Bah non vedo lo stesso percorso dell'Inter.Ci siamo affidati ancora,dopo anni,a 2 scommesse in panca,hanno tempestato Ibra di chiamate dopo Bergamo(progetto?), hanno regalato Caldara e preso un vecchio fuori rosa,l Inter di thoir "quantomeno"ogni anno provava a rinforzarsi con Hernanes,Brozovic,Perisic,Kovacic,Shaquiri,podolski,Kondogbia(poi rivelatosi pacco),noi con chi andiamo a fare la guerra?con Petagna,Scamacca, Florentino e januzai?abbiamo ripiegato su Rebic dopo un estate ad inseguire Correa più per sbolognare Silva. Non c'è proprio paragone con l Inter di thoir.


----------



## Andreas89 (25 Gennaio 2020)

Zenos ha scritto:


> Bah non vedo lo stesso percorso dell'Inter.Ci siamo affidati ancora,dopo anni,a 2 scommesse in panca,hanno tempestato Ibra di chiamate dopo Bergamo(progetto?), hanno regalato Caldara e preso un vecchio fuori rosa,l Inter di thoir "quantomeno"ogni anno provava a rinforzarsi con Hernanes,Brozovic,Perisic,Kovacic,Shaquiri,podolski,Kondogbia(poi rivelatosi pacco),noi con chi andiamo a fare la guerra?con Petagna,Scamacca, Florentino e januzai?abbiamo ripiegato su Rebic dopo un estate ad inseguire Correa più per sbolognare Silva. Non c'è proprio paragone con l Inter di thoir.



Non ho confrontato l’Inter col Milan. Semplicemente con le scelte giuste, entrando stabilmente in champions e avendo grandi potenzialità non sarebbe una chimera tornare nel calcio che conta entro qualche anno.


----------



## Magnus_Marcus (25 Gennaio 2020)

Admin ha scritto:


> Come riportato dalla GDS, è fatta per Eriksen all'Inter. Il danese arriva lunedì. Al Tottenham 20 mln di euro.



Uno dei miei giocatori preferiti, sarà il centrocampista più forte del campionato, senza dubbio


----------



## juventino (25 Gennaio 2020)

Gran colpo, poco da dire.


----------



## Pitermilanista (25 Gennaio 2020)

Credo che tra due settimane sarà il primo derby al quale mi approccerò senza la minima speranza di fare punti, da quando seguo il calcio. Zero spaccato.
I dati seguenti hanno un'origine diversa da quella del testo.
//! Tag registry
//!
//! Every YAML tag the loader accepts is listed here with the category of
//! slot it may fill and the parameters it takes. The registry only checks
//! structure; defaults and value types live with the typed schema in
//! [`crate::manifest`].

use std::fmt;

/// Tag that may stand in for a node of any category.
pub const LOAD_SERIALIZED: &str = "LoadSerialized";

/// Kind of slot a tagged node may fill.
#[derive(Debug, Clone, Copy, PartialEq, Eq)]
pub enum Category {
    Experiment,
    ExpGlobal,
    Model,
    Reader,
    Vocab,
    Embedder,
    Transducer,
    Attender,
    Decoder,
    Mlp,
    Bridge,
    Regimen,
    Batcher,
    Trainer,
    LossCalculator,
    EvalTask,
    Inference,
    SearchStrategy,
    LengthNormalization,
}

impl Category {
    /// Fixed categories have exactly one type, so their tag is optional and
    /// is dropped before typed decoding.
    pub fn fixed_tag(self) -> Option<&'static str> {
        match self {
            Category::Experiment => Some("Experiment"),
            Category::ExpGlobal => Some("ExpGlobal"),
            Category::Vocab => Some("Vocab"),
            Category::Mlp => Some("MLP"),
            _ => None,
        }
    }
}

impl fmt::Display for Category {
    fn fmt(&self, f: &mut fmt::Formatter<'_>) -> fmt::Result {
        let name = match self {
            Category::Experiment => "experiment",
            Category::ExpGlobal => "global settings block",
            Category::Model => "model",
            Category::Reader => "input reader",
            Category::Vocab => "vocabulary",
            Category::Embedder => "embedder",
            Category::Transducer => "sequence transducer",
            Category::Attender => "attender",
            Category::Decoder => "decoder",
            Category::Mlp => "MLP",
            Category::Bridge => "bridge",
            Category::Regimen => "training regimen",
            Category::Batcher => "batcher",
            Category::Trainer => "trainer",
            Category::LossCalculator => "loss calculator",
            Category::EvalTask => "evaluation task",
            Category::Inference => "inference",
            Category::SearchStrategy => "search strategy",
            Category::LengthNormalization => "length normalization",
        };
        f.write_str(name)
    }
}

/// What a parameter holds.
#[derive(Debug, Clone, Copy, PartialEq, Eq)]
pub enum Slot {
    /// Plain YAML data: scalars, lists and maps without tags.
    Value,
    /// A single node of the category.
    One(Category),
    /// A sequence of nodes of the category.
    Many(Category),
}

/// One keyword parameter of a tag.
#[derive(Debug, Clone, Copy)]
pub struct ParamSpec {
    pub name: &'static str,
    pub slot: Slot,
    pub required: bool,
}

/// A configurable type.
#[derive(Debug, Clone, Copy)]
pub struct TagSpec {
    pub tag: &'static str,
    pub category: Category,
    pub params: &'static [ParamSpec],
}

impl TagSpec {
    pub fn param(&self, name: &str) -> Option<&'static ParamSpec> {
        self.params.iter().find(|p| p.name == name)
    }
}

const fn value(name: &'static str) -> ParamSpec {
    ParamSpec {
        name,
        slot: Slot::Value,
        required: false,
    }
}

const fn required(name: &'static str) -> ParamSpec {
    ParamSpec {
        name,
        slot: Slot::Value,
        required: true,
    }
}

const fn one(name: &'static str, category: Category) -> ParamSpec {
    ParamSpec {
        name,
        slot: Slot::One(category),
        required: false,
    }
}

const fn one_required(name: &'static str, category: Category) -> ParamSpec {
    ParamSpec {
        name,
        slot: Slot::One(category),
        required: true,
    }
}

const fn many(name: &'static str, category: Category) -> ParamSpec {
    ParamSpec {
        name,
        slot: Slot::Many(category),
        required: false,
    }
}

const BATCHER_PARAMS: &[ParamSpec] = &[value("batch_size")];
const BRIDGE_PARAMS: &[ParamSpec] = &[value("dec_layers"), value("dec_dim")];
const NO_PARAMS: &[ParamSpec] = &[];

/// All known tags.
pub static TAGS: &[TagSpec] = &[
    TagSpec {
        tag: "Experiment",
        category: Category::Experiment,
        params: &[
            one("exp_global", Category::ExpGlobal),
            one_required("model", Category::Model),
            one_required("train", Category::Regimen),
            many("evaluate", Category::EvalTask),
        ],
    },
    TagSpec {
        tag: "ExpGlobal",
        category: Category::ExpGlobal,
        params: &[
            value("model_file"),
            value("log_file"),
            value("dropout"),
            value("weight_noise"),
            value("default_layer_dim"),
            value("save_num_checkpoints"),
            value("loss_comb_method"),
            value("compute_report"),
            value("placeholders"),
        ],
    },
    TagSpec {
        tag: "DefaultTranslator",
        category: Category::Model,
        params: &[
            one_required("src_reader", Category::Reader),
            one_required("trg_reader", Category::Reader),
            one("src_embedder", Category::Embedder),
            one("encoder", Category::Transducer),
            one("attender", Category::Attender),
            one("trg_embedder", Category::Embedder),
            one("decoder", Category::Decoder),
            one("inference", Category::Inference),
        ],
    },
    TagSpec {
        tag: "PlainTextReader",
        category: Category::Reader,
        params: &[one("vocab", Category::Vocab), value("max_num_sents")],
    },
    TagSpec {
        tag: "Vocab",
        category: Category::Vocab,
        params: &[value("i2w"), value("vocab_file")],
    },
    TagSpec {
        tag: "SimpleWordEmbedder",
        category: Category::Embedder,
        params: &[
            value("emb_dim"),
            value("weight_noise"),
            value("word_dropout"),
            value("fix_norm"),
            value("vocab_size"),
        ],
    },
    TagSpec {
        tag: "BiLSTMSeqTransducer",
        category: Category::Transducer,
        params: &[
            value("layers"),
            value("input_dim"),
            value("hidden_dim"),
            value("dropout"),
            value("weightnoise_std"),
        ],
    },
    TagSpec {
        tag: "UniLSTMSeqTransducer",
        category: Category::Transducer,
        params: &[
            value("layers"),
            value("input_dim"),
            value("hidden_dim"),
            value("dropout"),
            value("weightnoise_std"),
            value("decoder_input_dim"),
            value("decoder_input_feeding"),
        ],
    },
    TagSpec {
        tag: "ModularSeqTransducer",
        category: Category::Transducer,
        params: &[value("input_dim"), many("modules", Category::Transducer)],
    },
    TagSpec {
        tag: "MlpAttender",
        category: Category::Attender,
        params: &[value("input_dim"), value("state_dim"), value("hidden_dim")],
    },
    TagSpec {
        tag: "DotAttender",
        category: Category::Attender,
        params: &[value("scale")],
    },
    TagSpec {
        tag: "MlpSoftmaxDecoder",
        category: Category::Decoder,
        params: &[
            value("input_dim"),
            value("trg_embed_dim"),
            value("input_feeding"),
            one("rnn_layer", Category::Transducer),
            one("mlp_layer", Category::Mlp),
            one("bridge", Category::Bridge),
            value("label_smoothing"),
        ],
    },
    TagSpec {
        tag: "MLP",
        category: Category::Mlp,
        params: &[
            value("input_dim"),
            value("hidden_dim"),
            value("output_dim"),
            value("activation"),
        ],
    },
    TagSpec {
        tag: "NoBridge",
        category: Category::Bridge,
        params: BRIDGE_PARAMS,
    },
    TagSpec {
        tag: "CopyBridge",
        category: Category::Bridge,
        params: BRIDGE_PARAMS,
    },
    TagSpec {
        tag: "LinearBridge",
        category: Category::Bridge,
        params: &[value("dec_layers"), value("enc_dim"), value("dec_dim")],
    },
    TagSpec {
        tag: "SimpleTrainingRegimen",
        category: Category::Regimen,
        params: &[
            required("src_file"),
            required("trg_file"),
            value("run_for_epochs"),
            value("dev_every"),
            one("batcher", Category::Batcher),
            one("loss_calculator", Category::LossCalculator),
            one("trainer", Category::Trainer),
            value("lr_decay"),
            value("lr_decay_times"),
            value("patience"),
            value("initial_patience"),
            many("dev_tasks", Category::EvalTask),
            value("restart_trainer"),
            value("max_num_train_sents"),
            value("max_src_len"),
            value("max_trg_len"),
            value("name"),
        ],
    },
    TagSpec {
        tag: "SrcBatcher",
        category: Category::Batcher,
        params: BATCHER_PARAMS,
    },
    TagSpec {
        tag: "TrgBatcher",
        category: Category::Batcher,
        params: BATCHER_PARAMS,
    },
    TagSpec {
        tag: "InOrderBatcher",
        category: Category::Batcher,
        params: BATCHER_PARAMS,
    },
    TagSpec {
        tag: "AdamTrainer",
        category: Category::Trainer,
        params: &[
            value("alpha"),
            value("beta_1"),
            value("beta_2"),
            value("eps"),
            value("update_every"),
            value("skip_noisy"),
        ],
    },
    TagSpec {
        tag: "SimpleSGDTrainer",
        category: Category::Trainer,
        params: &[value("e0"), value("update_every"), value("skip_noisy")],
    },
    TagSpec {
        tag: "MLELoss",
        category: Category::LossCalculator,
        params: NO_PARAMS,
    },
    TagSpec {
        tag: "MinRiskLoss",
        category: Category::LossCalculator,
        params: &[
            value("alpha"),
            value("inv_eval"),
            value("unique_sample"),
            one("search_strategy", Category::SearchStrategy),
        ],
    },
    TagSpec {
        tag: "LossEvalTask",
        category: Category::EvalTask,
        params: &[
            required("src_file"),
            required("ref_file"),
            one("batcher", Category::Batcher),
            one("loss_calculator", Category::LossCalculator),
            value("max_src_len"),
            value("max_trg_len"),
            value("max_num_sents"),
            value("desc"),
        ],
    },
    TagSpec {
        tag: "AccuracyEvalTask",
        category: Category::EvalTask,
        params: &[
            value("eval_metrics"),
            required("src_file"),
            required("ref_file"),
            required("hyp_file"),
            one("inference", Category::Inference),
            value("desc"),
        ],
    },
    TagSpec {
        tag: "SimpleInference",
        category: Category::Inference,
        params: &[
            value("src_file"),
            value("trg_file"),
            value("ref_file"),
            value("max_src_len"),
            value("max_len"),
            value("post_process"),
            value("report_path"),
            value("report_type"),
            one("search_strategy", Category::SearchStrategy),
            value("mode"),
        ],
    },
    TagSpec {
        tag: "BeamSearch",
        category: Category::SearchStrategy,
        params: &[
            value("beam_size"),
            value("max_len"),
            one("len_norm", Category::LengthNormalization),
            value("one_best"),
        ],
    },
    TagSpec {
        tag: "GreedySearch",
        category: Category::SearchStrategy,
        params: &[value("max_len")],
    },
    TagSpec {
        tag: "SamplingSearch",
        category: Category::SearchStrategy,
        params: &[value("max_len"), value("max_length"), value("sample_size")],
    },
    TagSpec {
        tag: "NoNormalization",
        category: Category::LengthNormalization,
        params: NO_PARAMS,
    },
    TagSpec {
        tag: "PolynomialNormalization",
        category: Category::LengthNormalization,
        params: &[value("m"), value("apply_during_search")],
    },
];

/// Find a tag's spec by name (without the `!`).
pub fn lookup(tag: &str) -> Option<&'static TagSpec> {
    TAGS.iter().find(|spec| spec.tag == tag)
}

/// Spec of the single type of a fixed category.
pub fn fixed_spec(category: Category) -> Option<&'static TagSpec> {
    category.fixed_tag().and_then(lookup)
}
E lo dico avendo visto il primo derby da bambino con Blissett e Flipper Damiani titolari in attacco, contro Bergomi, Altobelli, Muller e Beccalossi (nemmeno perdemmo, tra l'altro).

Mai si è avuta così tanta distanza di valori con l'altra squadra di Milano nella storia, mai, nemmeno negli anni di B. Saranno contenti i due porci brianzoli, la demolizione prosegue a perfezione.


----------



## Old.Memories.73 (25 Gennaio 2020)

Admin ha scritto:


> Come riportato dalla GDS, è fatta per Eriksen all'Inter. Il danese arriva lunedì. Al Tottenham 20 mln di euro.



Per me resta incomprensibile la scelta di Eriksen
Avrebbe potuto accasarsi in tutti i top club europei ed invece ha scelto un squadra che non riesce nemmeno a superare il girone eliminatorio di Champions

Inoltre conoscendo il parruccone seduto in panchina Eriksen verrà impiegato come medianaccio davanti alla difesa e sarà costretto giocare un calcio non adatto a gente di classe come lui

Sarà ma a me questo sembra un matrimonio già fallito in partenza...


----------



## Andreas89 (25 Gennaio 2020)

Pitermilanista ha scritto:


> Credo che tra due settimane sarà il primo derby al quale mi approccerò senza la minima speranza di fare punti, da quando seguo il calcio. Zero spaccato. E lo dico avendo visto il primo derby da bambino con Blissett e Flipper Damiani titolari in attacco, contro Bergomi, Altobelli, Muller e Beccalossi (nemmeno perdemmo, tra l'altro).
> 
> Mai si è avuta così tanta distanza di valori con l'altra squadra di Milano nella storia, mai, nemmeno negli anni di B. Saranno contenti i due porci brianzoli, la demolizione prosegue a perfezione.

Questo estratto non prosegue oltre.